Netherlands faces ‘technical recession’

The Netherlands encountered a setback as its GDP contracted by -0.3% in the second quarter of 2023, marking a decline for the second consecutive quarter and officially pushing the nation into a ‘technical recession’. This economic downturn was primarily influenced by reduced international trade and a drop in household consumption.

In comparison to the initial three months of the year, where the economy shrank by -0.4%, the second quarter contraction further deepened the recession. Year-on-year, the GDP was also -0.3% smaller during the same period in 2022. This contraction was attributed to declining exports of goods, a decrease in household spending, and an upswing in imports.

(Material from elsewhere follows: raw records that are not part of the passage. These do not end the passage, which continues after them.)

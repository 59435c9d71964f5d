//! Database schema
//!
//! Uniqueness is scoped to live rows: every logical unique key is a partial
//! index conditioned on `status != 0`, so soft-deleted rows never collide
//! with live ones. Races between two requests inserting the same name
//! resolve through the database constraint.

/// Database migrations (each string is one migration)
pub(super) const MIGRATIONS: &[&str] = &[
    // Migration 1: Initial schema
    r#"
    -- Users
    CREATE TABLE user (
        id INTEGER PRIMARY KEY AUTOINCREMENT,
        username TEXT NOT NULL,
        password TEXT,
        fullname TEXT NOT NULL DEFAULT '',
        email TEXT,
        role TEXT NOT NULL DEFAULT 'user',
        notes TEXT NOT NULL DEFAULT '',
        status INTEGER NOT NULL DEFAULT 2,
        owner_id INTEGER REFERENCES user(id),
        created_at TEXT NOT NULL,
        modified_at TEXT NOT NULL
    );

    CREATE UNIQUE INDEX user_username_unique_ix ON user(lower(username)) WHERE status != 0;
    -- An empty or absent email counts as "no value" and never collides.
    CREATE UNIQUE INDEX user_email_unique_ix ON user(lower(email))
        WHERE status != 0 AND email IS NOT NULL AND email != '';

    -- VRFs
    CREATE TABLE vrf (
        id INTEGER PRIMARY KEY AUTOINCREMENT,
        name TEXT NOT NULL,
        notes TEXT NOT NULL DEFAULT '',
        status INTEGER NOT NULL DEFAULT 2,
        owner_id INTEGER REFERENCES user(id),
        created_at TEXT NOT NULL,
        modified_at TEXT NOT NULL
    );

    CREATE UNIQUE INDEX vrf_name_unique_ix ON vrf(name) WHERE status != 0;

    -- Subnets and their CIDR ranges
    CREATE TABLE subnet (
        id INTEGER PRIMARY KEY AUTOINCREMENT,
        name TEXT NOT NULL DEFAULT '',
        vrf_id INTEGER NOT NULL REFERENCES vrf(id),
        l3vni INTEGER NOT NULL DEFAULT -1,
        l2vni INTEGER NOT NULL DEFAULT -1,
        vlan INTEGER NOT NULL DEFAULT -1,
        dhcp INTEGER NOT NULL DEFAULT 0,
        range_string TEXT NOT NULL DEFAULT '',
        notes TEXT NOT NULL DEFAULT '',
        status INTEGER NOT NULL DEFAULT 2,
        owner_id INTEGER REFERENCES user(id),
        created_at TEXT NOT NULL,
        modified_at TEXT NOT NULL
    );

    -- vrf_id and subnet_status are denormalised from the parent subnet so
    -- the unique key and range lookups stay index-only.
    CREATE TABLE subnet_range (
        id INTEGER PRIMARY KEY AUTOINCREMENT,
        subnet_id INTEGER NOT NULL REFERENCES subnet(id) ON DELETE CASCADE,
        vrf_id INTEGER NOT NULL,
        subnet_status INTEGER NOT NULL DEFAULT 2,
        range TEXT NOT NULL,
        version INTEGER NOT NULL,
        start_ip BLOB NOT NULL,
        end_ip BLOB NOT NULL
    );

    CREATE UNIQUE INDEX subnet_range_vrf_unique_ix ON subnet_range(vrf_id, range)
        WHERE subnet_status != 0;
    CREATE INDEX subnet_range_order_ix ON subnet_range(vrf_id, version, start_ip);
    CREATE INDEX subnet_range_subnet_ix ON subnet_range(subnet_id);

    -- DNS zones
    CREATE TABLE dnszone (
        id INTEGER PRIMARY KEY AUTOINCREMENT,
        name TEXT NOT NULL,
        notes TEXT NOT NULL DEFAULT '',
        status INTEGER NOT NULL DEFAULT 2,
        owner_id INTEGER REFERENCES user(id),
        created_at TEXT NOT NULL,
        modified_at TEXT NOT NULL
    );

    CREATE UNIQUE INDEX dnszone_name_unique_ix ON dnszone(lower(name)) WHERE status != 0;

    CREATE TABLE dnszone_subnet (
        dnszone_id INTEGER NOT NULL REFERENCES dnszone(id) ON DELETE CASCADE,
        subnet_id INTEGER NOT NULL REFERENCES subnet(id) ON DELETE CASCADE,
        PRIMARY KEY (dnszone_id, subnet_id)
    );

    -- DNS records
    CREATE TABLE dnsrecord (
        id INTEGER PRIMARY KEY AUTOINCREMENT,
        name TEXT NOT NULL,
        type TEXT NOT NULL,
        ttl INTEGER NOT NULL DEFAULT 3600,
        value TEXT NOT NULL,
        generated_ip TEXT,
        notes TEXT NOT NULL DEFAULT '',
        status INTEGER NOT NULL DEFAULT 2,
        owner_id INTEGER REFERENCES user(id),
        created_at TEXT NOT NULL,
        modified_at TEXT NOT NULL
    );

    CREATE UNIQUE INDEX dnsrecord_identity_unique_ix ON dnsrecord(type, lower(name), value)
        WHERE status != 0;
    CREATE INDEX dnsrecord_name_ix ON dnsrecord(name);
    CREATE INDEX dnsrecord_generated_ip_ix ON dnsrecord(generated_ip);

    -- DHCP reservations
    CREATE TABLE dhcprecord (
        id INTEGER PRIMARY KEY AUTOINCREMENT,
        ip TEXT NOT NULL,
        mac TEXT NOT NULL,
        notes TEXT NOT NULL DEFAULT '',
        status INTEGER NOT NULL DEFAULT 2,
        owner_id INTEGER REFERENCES user(id),
        created_at TEXT NOT NULL,
        modified_at TEXT NOT NULL
    );

    CREATE UNIQUE INDEX dhcprecord_identity_unique_ix ON dhcprecord(ip, mac) WHERE status != 0;
    CREATE INDEX dhcprecord_ip_ix ON dhcprecord(ip);
    CREATE INDEX dhcprecord_mac_ix ON dhcprecord(mac);

    -- Aggregate IP rows, synthesised on first reference
    CREATE TABLE ip (
        id INTEGER PRIMARY KEY AUTOINCREMENT,
        ip TEXT NOT NULL,
        ip_sort BLOB NOT NULL,
        notes TEXT NOT NULL DEFAULT '',
        status INTEGER NOT NULL DEFAULT 2,
        owner_id INTEGER REFERENCES user(id),
        created_at TEXT NOT NULL,
        modified_at TEXT NOT NULL
    );

    CREATE UNIQUE INDEX ip_ip_unique_ix ON ip(ip) WHERE status != 0;
    CREATE INDEX ip_sort_ix ON ip(ip_sort);

    -- Aggregate MAC rows
    CREATE TABLE mac (
        id INTEGER PRIMARY KEY AUTOINCREMENT,
        mac TEXT NOT NULL,
        notes TEXT NOT NULL DEFAULT '',
        status INTEGER NOT NULL DEFAULT 2,
        owner_id INTEGER REFERENCES user(id),
        created_at TEXT NOT NULL,
        modified_at TEXT NOT NULL
    );

    CREATE UNIQUE INDEX mac_mac_unique_ix ON mac(mac) WHERE status != 0;

    -- Consistency rules
    CREATE TABLE rule (
        id INTEGER PRIMARY KEY AUTOINCREMENT,
        name TEXT NOT NULL,
        model_name TEXT NOT NULL,
        statement TEXT NOT NULL,
        description TEXT NOT NULL DEFAULT '',
        severity INTEGER NOT NULL DEFAULT 0,
        builtin INTEGER NOT NULL DEFAULT 0,
        field TEXT,
        notes TEXT NOT NULL DEFAULT '',
        status INTEGER NOT NULL DEFAULT 2,
        owner_id INTEGER REFERENCES user(id),
        created_at TEXT NOT NULL,
        modified_at TEXT NOT NULL
    );

    CREATE UNIQUE INDEX rule_name_unique_ix ON rule(name) WHERE status != 0;

    CREATE TABLE rule_violation (
        id INTEGER PRIMARY KEY AUTOINCREMENT,
        rule_id INTEGER NOT NULL REFERENCES rule(id) ON DELETE CASCADE,
        model_name TEXT NOT NULL,
        model_id INTEGER NOT NULL,
        label TEXT NOT NULL,
        first_seen TEXT NOT NULL,
        last_seen TEXT NOT NULL
    );

    CREATE UNIQUE INDEX rule_violation_identity_ix ON rule_violation(rule_id, model_name, model_id);

    -- Audit messages: weak (model_name, model_id) link, no referential
    -- action, so the trail survives its parent.
    CREATE TABLE message (
        id INTEGER PRIMARY KEY AUTOINCREMENT,
        model_name TEXT NOT NULL,
        model_id INTEGER NOT NULL,
        author_id INTEGER REFERENCES user(id),
        type TEXT NOT NULL DEFAULT 'comment',
        body TEXT NOT NULL DEFAULT '',
        changes TEXT,
        date TEXT NOT NULL
    );

    CREATE INDEX message_model_ix ON message(model_name, model_id);
    CREATE INDEX message_date_ix ON message(date);

    CREATE TABLE follower (
        id INTEGER PRIMARY KEY AUTOINCREMENT,
        model_name TEXT NOT NULL,
        model_id INTEGER NOT NULL,
        user_id INTEGER NOT NULL REFERENCES user(id)
    );

    CREATE UNIQUE INDEX follower_identity_ix ON follower(model_name, model_id, user_id);

    -- Per-scope tumbling-window hit counter; incremented atomically.
    CREATE TABLE ratelimit (
        scope TEXT NOT NULL,
        client TEXT NOT NULL,
        window_start INTEGER NOT NULL,
        hits INTEGER NOT NULL DEFAULT 0,
        PRIMARY KEY (scope, client)
    );

    -- Authenticated sessions; logout clears user_id, the row is reusable.
    CREATE TABLE authsession (
        id TEXT PRIMARY KEY,
        user_id INTEGER REFERENCES user(id),
        persistent INTEGER NOT NULL DEFAULT 0,
        created_at TEXT NOT NULL,
        expires_at TEXT NOT NULL
    );

    -- Materialised search projection over the federated entity kinds,
    -- refreshed by after-flush hooks.
    CREATE VIRTUAL TABLE search_index USING fts5(
        summary,
        notes,
        extra,
        model_name UNINDEXED,
        model_id UNINDEXED,
        status UNINDEXED,
        owner_id UNINDEXED,
        modified_at UNINDEXED
    );

    CREATE VIRTUAL TABLE message_search USING fts5(
        body,
        changes,
        model_name UNINDEXED,
        model_id UNINDEXED
    );
    "#,
];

Exports demonstrated a parallel weak performance to the earlier months of the year, declining by -0.7% in the second quarter. This decline was solely due to a decrease in goods exports by -1.4%, whereas service exports saw a growth of 2.5%. Surprisingly, the net trade’s contribution to GDP growth was even worse, as imports grew by 0.5% in both goods (0.7%) and services (0.1%).

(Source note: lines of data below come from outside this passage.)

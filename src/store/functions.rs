//! CIDR SQL functions
//!
//! SQLite has no inet type, so the containment and family operators used by
//! query filters and rule statements are registered as scalar functions on
//! every pooled connection. All of them accept a textual CIDR or bare
//! address and return NULL on NULL input.

use rusqlite::functions::FunctionFlags;
use rusqlite::Connection;

use crate::net::Cidr;

fn parse_net(value: &str) -> rusqlite::Result<Cidr> {
    Cidr::parse_normalized(value).map_err(|e| {
        rusqlite::Error::UserFunctionError(Box::new(std::io::Error::new(
            std::io::ErrorKind::InvalidInput,
            e.to_string(),
        )))
    })
}

/// Register the network functions on one connection.
pub fn register(conn: &Connection) -> rusqlite::Result<()> {
    let flags = FunctionFlags::SQLITE_UTF8 | FunctionFlags::SQLITE_DETERMINISTIC;

    conn.create_scalar_function("family", 1, flags, |ctx| {
        let value: Option<String> = ctx.get(0)?;
        value
            .map(|v| parse_net(&v).map(|n| n.family().as_u8() as i64))
            .transpose()
    })?;

    conn.create_scalar_function("host", 1, flags, |ctx| {
        let value: Option<String> = ctx.get(0)?;
        value
            .map(|v| parse_net(&v).map(|n| n.network().to_string()))
            .transpose()
    })?;

    conn.create_scalar_function("masklen", 1, flags, |ctx| {
        let value: Option<String> = ctx.get(0)?;
        value
            .map(|v| parse_net(&v).map(|n| n.prefix_len() as i64))
            .transpose()
    })?;

    conn.create_scalar_function("inet_sortable", 1, flags, |ctx| {
        let value: Option<String> = ctx.get(0)?;
        value.map(|v| parse_net(&v).map(|n| n.start_key())).transpose()
    })?;

    conn.create_scalar_function("subnet_of", 2, flags, |ctx| {
        let left: Option<String> = ctx.get(0)?;
        let right: Option<String> = ctx.get(1)?;
        match (left, right) {
            (Some(l), Some(r)) => {
                let l = parse_net(&l)?;
                let r = parse_net(&r)?;
                Ok(l.family() == r.family() && l != r && r.contains(&l))
            }
            _ => Ok(false),
        }
    })?;

    conn.create_scalar_function("subnet_of_or_equals", 2, flags, |ctx| {
        let left: Option<String> = ctx.get(0)?;
        let right: Option<String> = ctx.get(1)?;
        match (left, right) {
            (Some(l), Some(r)) => {
                let l = parse_net(&l)?;
                let r = parse_net(&r)?;
                Ok(l.family() == r.family() && r.contains(&l))
            }
            _ => Ok(false),
        }
    })?;

    Ok(())
}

Government consumption expanded by 0.7%, in line with the previous coalition agreement. The growth was particularly noticeable in collective government consumption (1.3%), with healthcare and education playing a role.

The Netherlands’ economic woes were driven by contractions in various sectors. Agriculture and fishery took the hardest hit (-4.1% quarter-on-quarter), while the trade, transport, and hospitality sector, which encompasses retail, experienced a -2.0% decline.

Looking ahead, the Netherlands anticipates a relatively stagnant GDP, with modest quarterly growth figures expected to hover around zero. While wage growth surpassing inflation provides positivity, challenges such as higher interest rates and international uncertainties continue to cast a shadow over the economic outlook.

Moreover, the recent fall of the government could potentially slow down government expenditure growth. Despite these challenges, a tight labour market and labour hoarding by firms are expected to prevent a severe recession with high unemployment levels.